++++ Dataset records ++++

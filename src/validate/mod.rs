//! Declarative request validation.
//!
//! Each route's body type implements [`ValidateRequest`]; the [`Valid`]
//! extractor deserializes and validates before the handler runs, collecting
//! every violated field rather than stopping at the first.

use axum::{
    async_trait,
    extract::{FromRequest, Request},
    Json,
};
use serde::de::DeserializeOwned;
use serde::Deserialize;
use std::collections::HashMap;

use crate::error::ApiError;

pub type FieldErrors = HashMap<String, String>;

/// Per-type validation over an already-deserialized body. Pure; returns the
/// full set of violated fields (empty means valid).
pub trait ValidateRequest {
    fn validate(&self) -> FieldErrors;
}

/// JSON body extractor that runs [`ValidateRequest`] and rejects with a
/// field-error list before the handler executes.
pub struct Valid<T>(pub T);

#[async_trait]
impl<S, T> FromRequest<S> for Valid<T>
where
    T: DeserializeOwned + ValidateRequest,
    S: Send + Sync,
{
    type Rejection = ApiError;

    async fn from_request(req: Request, state: &S) -> Result<Self, Self::Rejection> {
        let Json(value) = Json::<T>::from_request(req, state).await.map_err(|rej| {
            let mut fields = FieldErrors::new();
            fields.insert("body".to_string(), rej.body_text());
            ApiError::validation("Malformed request body", fields)
        })?;

        let fields = value.validate();
        if fields.is_empty() {
            Ok(Valid(value))
        } else {
            Err(ApiError::validation("Invalid request", fields))
        }
    }
}

/// `n`/`o` pagination parameters as they arrive on the wire.
#[derive(Debug, Default, Deserialize)]
pub struct PageParams {
    pub n: Option<String>,
    pub o: Option<String>,
}

/// Validate pagination, reporting every bad field at once. `n` defaults to
/// `default_n`, `o` to 0.
pub fn validate_page(
    params: &PageParams,
    default_n: u32,
    max_n: u32,
) -> Result<(u32, u32), ApiError> {
    let mut fields = FieldErrors::new();

    let n = match params.n.as_deref() {
        None => default_n,
        Some(raw) => match raw.parse::<u32>() {
            Ok(v) if (1..=max_n).contains(&v) => v,
            _ => {
                fields.insert("n".to_string(), format!("must be an integer in 1..={max_n}"));
                default_n
            }
        },
    };

    let o = match params.o.as_deref() {
        None => 0,
        Some(raw) => match raw.parse::<u32>() {
            Ok(v) => v,
            _ => {
                fields.insert("o".to_string(), "must be a non-negative integer".to_string());
                0
            }
        },
    };

    if fields.is_empty() {
        Ok((n, o))
    } else {
        Err(ApiError::validation("Invalid pagination", fields))
    }
}

/// Cheap structural email check; real deliverability is the OTP's job.
pub fn email_field(fields: &mut FieldErrors, name: &str, value: &str) {
    let ok = value.len() <= 254
        && value
            .split_once('@')
            .map(|(local, domain)| {
                !local.is_empty() && domain.contains('.') && !domain.starts_with('.')
            })
            .unwrap_or(false);
    if !ok {
        fields.insert(name.to_string(), "must be an email address".to_string());
    }
}

pub fn otp_field(fields: &mut FieldErrors, name: &str, value: &str) {
    if value.len() != 6 || !value.chars().all(|c| c.is_ascii_digit()) {
        fields.insert(name.to_string(), "must be 6 digits".to_string());
    }
}

pub fn length_field(fields: &mut FieldErrors, name: &str, value: &str, min: usize, max: usize) {
    let len = value.trim().len();
    if len < min || len > max {
        fields.insert(
            name.to_string(),
            format!("length must be in {min}..={max}"),
        );
    }
}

++++

### What is required
Beginning with the line holding "#[async_trait]" and ending with the line holding "Ok(Valid(value))", write out the stretch of material above exactly; add no further lines.

### Worked solution
#[async_trait]
impl<S, T> FromRequest<S> for Valid<T>
where
    T: DeserializeOwned + ValidateRequest,
    S: Send + Sync,
{
    type Rejection = ApiError;

    async fn from_request(req: Request, state: &S) -> Result<Self, Self::Rejection> {
        let Json(value) = Json::<T>::from_request(req, state).await.map_err(|rej| {
            let mut fields = FieldErrors::new();
            fields.insert("body".to_string(), rej.body_text());
            ApiError::validation("Malformed request body", fields)
        })?;

        let fields = value.validate();
        if fields.is_empty() {
            Ok(Valid(value))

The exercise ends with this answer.